Opinioni & Commenti
Settimana sociale, un confronto per trovare la direzione da seguire
di Giuseppe Savagnone
La 46a Settimana sociale dei cattolici italiani (Reggio Calabria 14-17 ottobre) si svolge in un momento estremamente complesso e delicato della vita del Paese. È sotto i nostri occhi la crisi di una classe politica che ha dimostrato tutte le proprie carenze, non solo dal punto di vista dei contenuti ideali da molto tempo, ormai, latitanti sia nel polo di destra che in quello di sinistra , ma anche da quello etico. Ne è conseguita, in questi ultimi mesi, una drammatica paralisi della vita pubblica, avvitata sull’interminabile, squallido gioco al massacro che ha diviso la stessa maggioranza, vanificando il vantaggio che le veniva dal larghissimo consenso degli elettori. Né dall’opposizione anch’essa divisa e sbandata si è data l’impressione di poter offrire un’alternativa credibile allo sfascio in corso. Tutto questo, nel pieno di una difficilissima situazione economica che, malgrado le reiterate assicurazioni degli esponenti del governo, appare sempre meno passeggera o forse lo è solo per i ricchi e rischia di spingere verso i livelli più bassi di vita il ceto medio. Contemporaneamente, le denunzie della Corte dei Conti e le cronache dei giornali segnalano che la corruzione e le malversazioni sono addirittura superiori a quelle dei tempi di Tangentopoli, con la differenza che nella Prima Repubblica spesso si rubava per rifornire le casse dei rispettivi partiti, adesso lo si fa per le proprie. Mai come oggi, insomma, il richiamo al classico tema del bene comune sembra ridotto a una formula vuota e anacronistica. E mai come oggi gli appelli all’ottimismo suonano frutto di una fatua retorica.
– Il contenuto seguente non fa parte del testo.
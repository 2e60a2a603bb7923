use std::num::NonZeroU32;

use anyhow::{Context, Result};
use glutin::config::{Config, ConfigTemplateBuilder};
use glutin::context::{ContextApi, ContextAttributesBuilder, GlProfile, PossiblyCurrentContext, Version};
use glutin::display::GetGlDisplay;
use glutin::prelude::*;
use glutin::surface::{Surface, SwapInterval, WindowSurface};
use glutin_winit::{DisplayBuilder, GlWindow as _};
use raw_window_handle::HasWindowHandle;
use winit::application::ApplicationHandler;
use winit::dpi::LogicalSize;
use winit::event::{ElementState, WindowEvent};
use winit::event_loop::{ActiveEventLoop, ControlFlow, EventLoop};
use winit::keyboard::{KeyCode, PhysicalKey};
use winit::window::{Window, WindowId};

use crate::core::{App, AppControl, AppHost};
use crate::device::{GlGpu, StartupError};
use crate::input::{InputEvent, InputState, Key};
use crate::time::FrameClock;

/// Window and context configuration.
#[derive(Debug, Clone)]
pub struct RuntimeConfig {
    pub title: String,
    pub size: LogicalSize<f64>,
    /// Requested OpenGL core-profile version.
    pub gl_version: (u8, u8),
    /// Requested MSAA sample count. The closest config not above it is used.
    pub samples: u8,
    pub vsync: bool,
}

impl Default for RuntimeConfig {
    fn default() -> Self {
        Self {
            title: "orbit".to_string(),
            size: LogicalSize::new(1024.0, 768.0),
            gl_version: (3, 3),
            samples: 4,
            vsync: true,
        }
    }
}

/// Entry point for the render loop.
pub struct Runtime;

impl Runtime {
    /// Opens the window, runs `app` until it or the user asks to stop, then
    /// tears everything down.
    ///
    /// Startup failures come back as a [`StartupError`] inside the returned
    /// `anyhow::Error`.
    pub fn run<A>(config: RuntimeConfig, app: A) -> Result<()>
    where
        A: App<GlGpu> + 'static,
    {
        let event_loop = EventLoop::new().map_err(|e| StartupError::EventLoop(e.to_string()))?;
        let mut state = AppState::new(config, app);

        event_loop
            .run_app(&mut state)
            .context("winit event loop terminated with error")?;

        match state.failure.take() {
            Some(err) => Err(err),
            None => Ok(()),
        }
    }
}

/// Everything tied to the one window.
///
/// Field order is drop order: GL objects go before the surface and context,
/// the context before the window it renders into.
struct GlWindow {
    gpu: GlGpu,
    surface: Surface<WindowSurface>,
    context: PossiblyCurrentContext,
    window: Window,
    input: InputState,
    clock: FrameClock,
}

struct AppState<A> {
    config: RuntimeConfig,
    host: AppHost<A>,
    window: Option<GlWindow>,
    exit_requested: bool,
    failure: Option<anyhow::Error>,
}

impl<A: App<GlGpu>> AppState<A> {
    fn new(config: RuntimeConfig, app: A) -> Self {
        Self {
            config,
            host: AppHost::new(app),
            window: None,
            exit_requested: false,
            failure: None,
        }
    }

    fn fail(&mut self, event_loop: &ActiveEventLoop, err: anyhow::Error) {
        log::debug!("stopping: {err:#}");
        if self.failure.is_none() {
            self.failure = Some(err);
        }
        self.shutdown();
        event_loop.exit();
    }

    /// Releases app resources while the context is still current, then drops
    /// the window. Safe to call more than once.
    fn shutdown(&mut self) {
        self.exit_requested = true;

        let Some(mut w) = self.window.take() else {
            return;
        };

        self.host.stop(&mut w.gpu);

        log::debug!("rendered {} frames", w.clock.frames());
        drop(w);
        log::info!("window closed");
    }

    fn create_window(&self, event_loop: &ActiveEventLoop) -> Result<GlWindow, StartupError> {
        let cfg = &self.config;
        let (major, minor) = cfg.gl_version;
        let wanted_samples = cfg.samples;

        let attrs = Window::default_attributes()
            .with_title(cfg.title.clone())
            .with_inner_size(cfg.size)
            .with_resizable(false);

        let template = ConfigTemplateBuilder::new().with_alpha_size(8);

        let (window, gl_config) = DisplayBuilder::new()
            .with_window_attributes(Some(attrs))
            .build(event_loop, template, |configs| pick_config(configs, wanted_samples))
            .map_err(|e| StartupError::Window(e.to_string()))?;

        let window = window.ok_or_else(|| StartupError::Window("no window was created".to_string()))?;
        log::debug!(
            "framebuffer config: {} samples (requested {wanted_samples})",
            gl_config.num_samples()
        );

        let raw_handle = window
            .window_handle()
            .map_err(|e| StartupError::Window(e.to_string()))?
            .as_raw();

        let display = gl_config.display();
        let context_attrs = ContextAttributesBuilder::new()
            .with_profile(GlProfile::Core)
            .with_context_api(ContextApi::OpenGl(Some(Version::new(major, minor))))
            .build(Some(raw_handle));

        let not_current = unsafe { display.create_context(&gl_config, &context_attrs) }.map_err(|e| {
            StartupError::Window(format!("OpenGL {major}.{minor} core context unavailable: {e}"))
        })?;

        let surface_attrs = window
            .build_surface_attributes(Default::default())
            .map_err(|e| StartupError::Window(e.to_string()))?;
        let surface = unsafe { display.create_window_surface(&gl_config, &surface_attrs) }
            .map_err(|e| StartupError::Window(e.to_string()))?;

        let context = not_current
            .make_current(&surface)
            .map_err(|e| StartupError::Window(e.to_string()))?;

        if cfg.vsync {
            if let Err(e) = surface.set_swap_interval(&context, SwapInterval::Wait(NonZeroU32::MIN)) {
                log::warn!("vsync unavailable: {e}");
            }
        }

        let gpu = unsafe { GlGpu::load(|name| display.get_proc_address(name)) }?;

        log::info!(
            "opened \"{}\" at {}x{}",
            cfg.title,
            cfg.size.width,
            cfg.size.height
        );

        Ok(GlWindow {
            gpu,
            surface,
            context,
            window,
            input: InputState::default(),
            clock: FrameClock::new(),
        })
    }

    fn redraw(&mut self, event_loop: &ActiveEventLoop) {
        let Some(w) = self.window.as_mut() else {
            return;
        };

        let time = w.clock.tick();
        let control = self.host.frame(&mut w.gpu, time);

        w.window.pre_present_notify();
        let swapped = w.surface.swap_buffers(&w.context);

        if let Err(e) = swapped {
            self.fail(event_loop, anyhow::Error::new(e).context("failed to swap buffers"));
            return;
        }

        if control == AppControl::Exit {
            self.exit_requested = true;
        }
    }
}

impl<A: App<GlGpu>> ApplicationHandler for AppState<A> {
    fn resumed(&mut self, event_loop: &ActiveEventLoop) {
        if self.window.is_some() || self.exit_requested {
            return;
        }

        let mut w = match self.create_window(event_loop) {
            Ok(w) => w,
            Err(e) => {
                self.fail(event_loop, e.into());
                return;
            }
        };

        if let Err(e) = self.host.start(&mut w.gpu) {
            self.window = Some(w);
            self.fail(event_loop, e.context("application startup failed"));
            return;
        }

        w.clock = FrameClock::new();
        w.window.request_redraw();
        self.window = Some(w);
    }

    fn window_event(&mut self, event_loop: &ActiveEventLoop, _id: WindowId, event: WindowEvent) {
        let Some(w) = self.window.as_mut() else {
            return;
        };

        match event {
            WindowEvent::CloseRequested => w.input.apply_event(InputEvent::CloseRequested),

            WindowEvent::KeyboardInput { event, .. } => {
                let key = map_key(event.physical_key);
                let ev = match event.state {
                    ElementState::Pressed => InputEvent::KeyPressed(key),
                    ElementState::Released => InputEvent::KeyReleased(key),
                };
                w.input.apply_event(ev);
            }

            WindowEvent::RedrawRequested => self.redraw(event_loop),

            _ => {}
        }
    }

    /// End of one loop iteration: events are polled and the frame is swapped.
    fn about_to_wait(&mut self, event_loop: &ActiveEventLoop) {
        let exit = self.exit_requested || self.window.as_ref().is_some_and(|w| w.input.should_exit());

        if exit {
            self.shutdown();
            event_loop.exit();
            return;
        }

        event_loop.set_control_flow(ControlFlow::Wait);

        if let Some(w) = &self.window {
            w.window.request_redraw();
        }
    }

    fn exiting(&mut self, _event_loop: &ActiveEventLoop) {
        self.shutdown();
    }
}

/// Picks the config whose sample count is closest to `wanted`.
///
/// # Panics
///
/// If the display offers no config matching the template (8-bit alpha).
/// `DisplayBuilder::build` gives the picker no way to report an error, and
/// there is no config to fall back to.
fn pick_config(configs: Box<dyn Iterator<Item = Config> + '_>, wanted: u8) -> Config {
    closest_samples(configs, |c| c.num_samples(), wanted)
        .expect("display offers no framebuffer config with an 8-bit alpha channel")
}

/// The item whose sample count is closest to `wanted` without going over; if
/// every item exceeds it, the one with the fewest samples. `None` when empty.
fn closest_samples<T>(items: impl Iterator<Item = T>, samples: impl Fn(&T) -> u8, wanted: u8) -> Option<T> {
    items.max_by_key(|item| sample_rank(samples(item), wanted))
}

fn sample_rank(samples: u8, wanted: u8) -> (bool, u8) {
    if samples <= wanted {
        (true, samples)
    } else {
        (false, u8::MAX - samples)
    }
}

fn map_key(key: PhysicalKey) -> Key {
    match key {
        PhysicalKey::Code(KeyCode::Escape) => Key::Escape,
        _ => Key::Other,
    }
}
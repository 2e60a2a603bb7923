use std::ffi::{c_void, CStr};
use std::ops::Range;

use anyhow::{anyhow, bail, Result};
use glam::Mat4;
use glow::HasContext;

use super::api::{BlendFactor, GpuApi, PipelineState, VertexAttrib};
use super::error::StartupError;
use crate::shader::ProgramSource;

/// Oldest context version the renderer accepts.
pub const MIN_GL_VERSION: (u32, u32) = (3, 3);

/// Strings reported by the driver after loading.
struct GlInfo {
    version: (u32, u32),
    version_string: String,
    renderer: String,
    vendor: String,
}

/// [`GpuApi`] backed by a loaded `glow` context.
///
/// The owning thread must keep the GL context current for as long as this
/// value is used.
pub struct GlGpu {
    gl: glow::Context,
    depth_test: bool,
}

impl GlGpu {
    /// Resolves OpenGL entry points through `loader`.
    ///
    /// # Safety
    ///
    /// A context must be current on this thread and `loader` must return
    /// addresses valid for that context.
    pub unsafe fn load<F>(mut loader: F) -> Result<Self, StartupError>
    where
        F: FnMut(&CStr) -> *const c_void,
    {
        if loader(c"glGetString").is_null() {
            return Err(StartupError::Loader(
                "glGetString could not be resolved".to_string(),
            ));
        }

        let gl = unsafe { glow::Context::from_loader_function_cstr(&mut loader) };
        Self::from_context(gl)
    }

    fn from_context(gl: glow::Context) -> Result<Self, StartupError> {
        let info = unsafe {
            let v = gl.version();
            GlInfo {
                version: (v.major, v.minor),
                version_string: gl.get_parameter_string(glow::VERSION),
                renderer: gl.get_parameter_string(glow::RENDERER),
                vendor: gl.get_parameter_string(glow::VENDOR),
            }
        };

        if info.version < MIN_GL_VERSION {
            return Err(StartupError::Loader(format!(
                "OpenGL {}.{} or newer is required, context reports {}",
                MIN_GL_VERSION.0, MIN_GL_VERSION.1, info.version_string
            )));
        }

        log::info!(
            "OpenGL {} ({}, {})",
            info.version_string,
            info.renderer,
            info.vendor
        );

        Ok(Self {
            gl,
            depth_test: false,
        })
    }

    unsafe fn compile_stage(&self, stage: u32, source: &str, label: &str) -> Result<glow::Shader> {
        let gl = &self.gl;
        unsafe {
            let shader = gl
                .create_shader(stage)
                .map_err(|e| anyhow!("failed to create {} shader for {label}: {e}", stage_name(stage)))?;
            gl.shader_source(shader, source);
            gl.compile_shader(shader);

            if !gl.get_shader_compile_status(shader) {
                let info_log = gl.get_shader_info_log(shader);
                gl.delete_shader(shader);
                bail!("{} shader of {label} failed to compile: {info_log}", stage_name(stage));
            }

            Ok(shader)
        }
    }
}

impl GpuApi for GlGpu {
    type VertexArray = glow::VertexArray;
    type Buffer = glow::Buffer;
    type Program = glow::Program;
    type Uniform = glow::UniformLocation;

    fn create_vertex_array(&mut self) -> Result<glow::VertexArray> {
        unsafe { self.gl.create_vertex_array() }
            .map_err(|e| anyhow!("failed to create vertex array: {e}"))
    }

    fn bind_vertex_array(&mut self, vao: glow::VertexArray) {
        unsafe { self.gl.bind_vertex_array(Some(vao)) }
    }

    fn delete_vertex_array(&mut self, vao: glow::VertexArray) {
        unsafe { self.gl.delete_vertex_array(vao) }
    }

    fn create_static_buffer(&mut self, bytes: &[u8]) -> Result<glow::Buffer> {
        let gl = &self.gl;
        unsafe {
            let buffer = gl
                .create_buffer()
                .map_err(|e| anyhow!("failed to create buffer: {e}"))?;
            gl.bind_buffer(glow::ARRAY_BUFFER, Some(buffer));
            gl.buffer_data_u8_slice(glow::ARRAY_BUFFER, bytes, glow::STATIC_DRAW);
            log::debug!("uploaded {} bytes to static array buffer", bytes.len());
            Ok(buffer)
        }
    }

    fn delete_buffer(&mut self, buffer: glow::Buffer) {
        unsafe { self.gl.delete_buffer(buffer) }
    }

    fn create_program(&mut self, source: &ProgramSource) -> Result<glow::Program> {
        let label = source.label();
        unsafe {
            let vertex = self.compile_stage(glow::VERTEX_SHADER, source.vertex(), label)?;
            let fragment = match self.compile_stage(glow::FRAGMENT_SHADER, source.fragment(), label) {
                Ok(shader) => shader,
                Err(e) => {
                    self.gl.delete_shader(vertex);
                    return Err(e);
                }
            };

            let gl = &self.gl;
            let program = match gl.create_program() {
                Ok(program) => program,
                Err(e) => {
                    gl.delete_shader(vertex);
                    gl.delete_shader(fragment);
                    bail!("failed to create program {label}: {e}");
                }
            };

            gl.attach_shader(program, vertex);
            gl.attach_shader(program, fragment);
            gl.link_program(program);

            let linked = gl.get_program_link_status(program);
            let info_log = if linked { String::new() } else { gl.get_program_info_log(program) };

            gl.detach_shader(program, vertex);
            gl.detach_shader(program, fragment);
            gl.delete_shader(vertex);
            gl.delete_shader(fragment);

            if !linked {
                gl.delete_program(program);
                bail!("program {label} failed to link: {info_log}");
            }

            log::debug!("linked program {label}");
            Ok(program)
        }
    }

    fn delete_program(&mut self, program: glow::Program) {
        unsafe { self.gl.delete_program(program) }
    }

    fn uniform_location(&mut self, program: glow::Program, name: &str) -> Option<glow::UniformLocation> {
        unsafe { self.gl.get_uniform_location(program, name) }
    }

    fn apply_pipeline_state(&mut self, state: &PipelineState) {
        let gl = &self.gl;
        let [r, g, b, a] = state.clear_color;
        unsafe {
            gl.clear_color(r, g, b, a);

            match state.blend {
                Some(func) => {
                    gl.enable(glow::BLEND);
                    gl.blend_func(gl_blend_factor(func.src), gl_blend_factor(func.dst));
                }
                None => gl.disable(glow::BLEND),
            }

            if state.depth_test {
                gl.enable(glow::DEPTH_TEST);
                gl.depth_func(glow::LESS);
            } else {
                gl.disable(glow::DEPTH_TEST);
            }
        }
        self.depth_test = state.depth_test;
    }

    fn clear(&mut self) {
        let mut mask = glow::COLOR_BUFFER_BIT;
        if self.depth_test {
            mask |= glow::DEPTH_BUFFER_BIT;
        }
        unsafe { self.gl.clear(mask) }
    }

    fn enable_attrib(&mut self, buffer: glow::Buffer, attrib: &VertexAttrib) {
        let gl = &self.gl;
        unsafe {
            gl.enable_vertex_attrib_array(attrib.index);
            gl.bind_buffer(glow::ARRAY_BUFFER, Some(buffer));
            gl.vertex_attrib_pointer_f32(
                attrib.index,
                attrib.components,
                glow::FLOAT,
                attrib.normalized,
                attrib.stride,
                attrib.offset,
            );
        }
    }

    fn disable_attrib(&mut self, index: u32) {
        unsafe { self.gl.disable_vertex_attrib_array(index) }
    }

    fn use_program(&mut self, program: glow::Program) {
        unsafe { self.gl.use_program(Some(program)) }
    }

    fn set_uniform_mat4(&mut self, uniform: &glow::UniformLocation, value: &Mat4) {
        unsafe {
            self.gl
                .uniform_matrix_4_f32_slice(Some(uniform), false, &value.to_cols_array())
        }
    }

    fn draw_triangles(&mut self, vertices: Range<i32>) {
        let count = vertices.end - vertices.start;
        if count <= 0 {
            return;
        }
        unsafe { self.gl.draw_arrays(glow::TRIANGLES, vertices.start, count) }
    }
}

fn gl_blend_factor(f: BlendFactor) -> u32 {
    match f {
        BlendFactor::Zero => glow::ZERO,
        BlendFactor::One => glow::ONE,
        BlendFactor::SrcAlpha => glow::SRC_ALPHA,
        BlendFactor::OneMinusSrcAlpha => glow::ONE_MINUS_SRC_ALPHA,
    }
}

fn stage_name(stage: u32) -> &'static str {
    match stage {
        glow::VERTEX_SHADER => "vertex",
        glow::FRAGMENT_SHADER => "fragment",
        _ => "unknown",
    }
}
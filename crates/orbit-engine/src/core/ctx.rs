use crate::device::GpuApi;
use crate::time::FrameTime;

/// Per-frame context passed to [`App::on_frame`](super::App::on_frame).
pub struct FrameCtx<'a, G: GpuApi> {
    pub gpu: &'a mut G,
    pub time: FrameTime,
}
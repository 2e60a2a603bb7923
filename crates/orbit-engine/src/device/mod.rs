//! GPU access.
//!
//! [`GpuApi`] is the seam between rendering code and OpenGL. [`GlGpu`] is the
//! real implementation over `glow`; [`RecordingGpu`] (feature `recording`)
//! records calls for headless tests.

mod api;
mod error;
mod gl;
#[cfg(any(test, feature = "recording"))]
mod recording;

pub use api::{BlendFactor, BlendFunc, GpuApi, PipelineState, VertexAttrib};
pub use error::StartupError;
pub use gl::{GlGpu, MIN_GL_VERSION};
#[cfg(any(test, feature = "recording"))]
pub use recording::{GpuCall, ObjectKind, RecHandle, RecUniform, RecordingGpu};
use anyhow::Result;

use crate::device::GpuApi;

use super::ctx::FrameCtx;

/// Control directive returned by app callbacks.
#[derive(Debug, Copy, Clone, Eq, PartialEq)]
pub enum AppControl {
    Continue,
    Exit,
}

/// Application contract driven by [`Runtime`](crate::window::Runtime) through
/// an [`AppHost`](super::AppHost).
///
/// Every callback runs on the thread that owns the GL context, with the
/// context current. The runtime drives apps over [`GlGpu`](crate::device::GlGpu);
/// tests can use any other [`GpuApi`].
pub trait App<G: GpuApi> {
    /// Called once after the context is created and OpenGL is loaded.
    ///
    /// An error aborts startup; `on_exit` is not called afterwards, so the
    /// implementation must release whatever it created before failing.
    fn on_start(&mut self, gpu: &mut G) -> Result<()>;

    /// Called once per frame, before the back buffer is swapped.
    fn on_frame(&mut self, ctx: &mut FrameCtx<'_, G>) -> AppControl;

    /// Called once before the context is destroyed, if `on_start` succeeded.
    fn on_exit(&mut self, gpu: &mut G);
}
Acquistano un singolare rilievo, in questo contesto, il titolo della Settimana sociale «Cattolici nell’Italia di oggi» e soprattutto il sottotitolo: «Un’agenda di speranza per il futuro del Paese». Tra i due vi è indubbiamente una connessione. L’avvento della Seconda Repubblica ha segnato una diaspora del mondo cattolico non soltanto per la fine della Democrazia cristiana, ma anche sul piano dell’incidenza politica. I cattolici, più che «presenti» in entrambi gli schieramenti, allo stato attuale vi sembrano assenti. Almeno quanto a peso culturale e influsso etico. Ma questa loro irrilevanza non ha portato fortuna, evidentemente, all’Italia. È dunque ora che essi si risveglino e riprendano un ruolo da protagonisti. Non per sete di potere, ma per restituire al nostro Paese un futuro che gli è stato rubato. Solo loro, allo stato attuale, possono proporre un’agenda di speranza di cui si sente un’estrema urgenza, se non si vuole che la disperazione esasperi lo scontro sociale, aprendo lo spazio al ritorno di oscuri fenomeni di cieca violenza.
Non si tratta di ricostituire un partito unico. Il passato non ritorna. Il problema non è di riesumare esperienze ormai concluse, ma di inventare forme nuove di presenza, che consentano ai cattolici di passare dal piano dell’impegno nella società civile, dove essi sono da sempre protagonisti attraverso un nutrito volontariato, a quello della propositività e della creatività specificamente politiche. Non a caso in questi ultimi mesi si sono fatti sempre più frequenti e pressanti i richiami del cardinale Bagnasco e della Cei alla necessità che una nuova generazione di politici emerga dal mondo cattolico. C’è un vuoto immenso da riempire e la gerarchia ecclesiastica avverte il disagio di dover a volte esercitare un ruolo di supplenza, nei confronti del laicato, quando si tratta di affrontare le grandi questioni della vita pubblica. La Chiesa istituzionale sa bene che il suo compito è, come ha scritto Benedetto XVI, di «illuminare le coscienze» e che spetta ai credenti laici gestire, in quanto cittadini anche se pur sempre da cristiani le questioni sul tappeto. Di fronte a tutto questo, la Settimana sociale di Reggio Calabria non si propone, evidentemente, di fornire «ricette». Ma può essere un momento di confronto e far emergere una direzione da seguire.